By itself, BPH is not a serious condition, unless the symptoms are so bothersome that you can't enjoy life. But BPH can lead to serious problems. One problem is urinary tract infections.
If you can't urinate at all, you should get medical help right away. Sometimes this happens suddenly to men after they take an over-the-counter cold or allergy medicine.
In rare cases, BPH and its constant urination problems can lead to kidney damage.
Several tests help the doctor identify the problem and decide on the best treatment.
- Digital rectal exam. This exam is usually the first test done. The doctor inserts a gloved finger into the rectum and feels the part of the prostate that sits next to it. This exam gives the doctor a general idea of the size and condition of the prostate.
- Blood test. The doctor may want to test a sample of your blood to look for prostate-specific antigen, or PSA. If your PSA is high, it may be a sign that you have prostate cancer. But this test isn't perfect. Many men with high PSA scores don't have prostate cancer.
- Imaging.
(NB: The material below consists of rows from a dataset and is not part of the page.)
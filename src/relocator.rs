//! Moves delete arguments into a deletion-group container.
//!
//! Each entry lands at `<container>/<absolute path without leading '/'>`, so
//! the container mirrors the original location of everything it holds. Every
//! completed step is journaled; when a later step fails the journal is
//! unwound in reverse order before the error is returned.

use crate::errors::CoreError;
use crate::fs::FileSystem;
use crate::helpers::{absolutize, mirror_path, sanitize_user_path};
use crate::models::RelocatedEntry;
use std::path::{Component, Path, PathBuf};

/// Validates delete arguments and turns them into absolute source paths.
///
/// Fails before anything is touched when an argument is missing or would
/// delete the filesystem root or the trash itself. Duplicates collapse, and
/// arguments nested inside another argument are dropped because they move
/// together with their ancestor.
pub fn prepare_sources(
    fs: &dyn FileSystem,
    paths: &[PathBuf],
    trash_root: &Path,
) -> crate::Result<Vec<PathBuf>> {
    if paths.is_empty() {
        return Err(CoreError::invalid_input("no paths given to delete"));
    }

    let cwd = fs.current_dir()?;
    let trash_root = absolutize(trash_root, &cwd);
    let trash_root = fs.canonicalize(&trash_root).unwrap_or(trash_root);
    let mut sources: Vec<PathBuf> = Vec::with_capacity(paths.len());

    for path in paths {
        let absolute = resolve_source(fs, path, &cwd)?;
        if absolute.parent().is_none() {
            return Err(CoreError::invalid_input("refusing to delete the filesystem root"));
        }
        if absolute.starts_with(&trash_root) || trash_root.starts_with(&absolute) {
            return Err(CoreError::invalid_input(format!(
                "{} overlaps the trash directory {}",
                sanitize_user_path(path),
                sanitize_user_path(&trash_root)
            )));
        }
        sources.push(absolute);
    }

    sources.sort();
    sources.dedup();
    let mut kept: Vec<PathBuf> = Vec::with_capacity(sources.len());
    for source in sources {
        if let Some(ancestor) = kept.iter().find(|k| source.starts_with(k)) {
            log::debug!(
                "{} is inside {}, moving it with its parent",
                source.display(),
                ancestor.display()
            );
            continue;
        }
        kept.push(source);
    }
    Ok(kept)
}

/// Resolves a delete argument to the absolute path of the entry it names.
///
/// The directories leading to the entry are resolved through the filesystem,
/// so `link/../x` means what the kernel means by it. The last component is
/// kept as written: a symlink argument names the link, not its target.
fn resolve_source(fs: &dyn FileSystem, path: &Path, cwd: &Path) -> crate::Result<PathBuf> {
    if path.as_os_str().is_empty() {
        return Err(CoreError::PathNotFound(path.to_path_buf()));
    }
    let joined = if path.is_absolute() {
        path.to_path_buf()
    } else {
        cwd.join(path)
    };
    let resolved = match (joined.parent(), joined.components().next_back()) {
        (Some(parent), Some(Component::Normal(name))) => {
            fs.canonicalize(parent).map(|dir| dir.join(name))
        }
        _ => fs.canonicalize(&joined),
    };
    match resolved {
        Ok(absolute) if fs.exists(&absolute) => Ok(absolute),
        _ => Err(CoreError::PathNotFound(path.to_path_buf())),
    }
}

#[derive(Debug)]
enum Step {
    CreatedContainer(PathBuf),
    Moved { from: PathBuf, to: PathBuf },
}

/// Compensating-action list for one relocation.
#[derive(Debug, Default)]
struct Journal {
    steps: Vec<Step>,
}

impl Journal {
    fn record(&mut self, step: Step) {
        self.steps.push(step);
    }

    fn into_entries(self) -> Vec<RelocatedEntry> {
        self.steps
            .into_iter()
            .filter_map(|step| match step {
                Step::Moved { from, to } => Some(RelocatedEntry {
                    original_path: from,
                    trashed_path: to,
                }),
                Step::CreatedContainer(_) => None,
            })
            .collect()
    }

    /// Undoes recorded steps newest first and classifies the failure.
    fn unwind(self, fs: &dyn FileSystem, cause: CoreError) -> CoreError {
        let mut stranded = Vec::new();
        let mut container = PathBuf::new();

        for step in self.steps.into_iter().rev() {
            match step {
                Step::Moved { from, to } => {
                    if let Err(err) = fs.rename(&to, &from) {
                        log::error!("could not put {} back: {}", from.display(), err);
                        stranded.push(to);
                    } else {
                        log::debug!("put {} back", from.display());
                    }
                }
                Step::CreatedContainer(path) => {
                    if stranded.is_empty() {
                        if let Err(err) = fs.remove_dir_all(&path) {
                            log::warn!("could not remove container {}: {}", path.display(), err);
                        }
                    }
                    container = path;
                }
            }
        }

        if stranded.is_empty() {
            CoreError::RolledBack(Box::new(cause))
        } else {
            CoreError::InconsistentState {
                container,
                stranded,
                cause: Box::new(cause),
            }
        }
    }
}

/// Creates `container` and moves every source into its mirrored location.
///
/// The container must not exist yet; an `AlreadyExists` failure is returned
/// untouched so the caller can pick another name.
pub fn relocate(
    fs: &dyn FileSystem,
    container: &Path,
    sources: &[PathBuf],
) -> crate::Result<Vec<RelocatedEntry>> {
    fs.create_dir(container)?;

    let mut journal = Journal::default();
    journal.record(Step::CreatedContainer(container.to_path_buf()));

    for source in sources {
        let target = mirror_path(container, source);
        let moved = target
            .parent()
            .map_or(Ok(()), |parent| fs.create_dir_all(parent))
            .and_then(|()| fs.rename(source, &target));

        match moved {
            Ok(()) => {
                log::debug!("moved {} to {}", source.display(), target.display());
                journal.record(Step::Moved {
                    from: source.clone(),
                    to: target,
                });
            }
            Err(err) => return Err(journal.unwind(fs, err)),
        }
    }

    Ok(journal.into_entries())
}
The doctor may want to get a picture of your prostate using either x rays or a sonogram. An IVP, or intravenous pyelogram, is an x ray of the urinary tract. For an IVP, dye will be injected into a vein. Later, when the dye passes out of your blood into your urine, it will show up on the x ray. A rectal sonogram uses a probe, inserted into the rectum, to bounce sound waves off the prostate.
- Urine flow study. You may be asked to urinate into a special device that measures how quickly the urine is flowing. A reduced flow may mean that you have BPH.
- Cystoscopy. Another way to see a problem from the inside is with a cystoscope, which is a thin tube with lenses like a microscope. The tube is inserted into the bladder through the urethra while the doctor looks through the cystoscope.
Several treatments are available. You'll have to work with your doctor to find the one that's best for you.
- Watchful waiting. If your symptoms don't bother you too much, you may choose to live with them rather than take pills every day or have surgery. But you should have regular checkups to make sure your condition isn't getting worse. With watchful waiting, you can be ready to choose a treatment as soon as you need it.
- Medicines. In recent years, scientists have developed several medicines to shrink or relax the prostate to keep it from blocking the bladder opening.
- Nonsurgical procedures. A number of devices have been developed to remove parts of the prostate. These procedures can usually be done in a clinic or hospital without an overnight stay. The procedures are transurethral, which means the doctor reaches the area by going through the urethra. The doctor's devices use thin tubes inserted through the urethra to deliver controlled heat to small areas of the prostate. A gel may be applied to the urethra to prevent pain or discomfort. You won't need general drugs that make you go to sleep. These procedures are called transurethral microwave thermotherapy (TUMT) and transurethral needle ablation (TUNA).
- Surgical treatment. Surgery to remove a piece of the prostate can be done through the urethra or in open surgery, which requires cutting through the skin above the base of the penis. Your doctor may recommend open surgery if your prostate is especially large. The most common surgery is called transurethral resection of the prostate, or TURP. In TURP, the surgeon inserts a thin tube up the urethra and cuts away pieces of the prostate with a wire loop under direct vision through a cystoscope. TURP and open surgery both require general anesthesia and a stay in the hospital.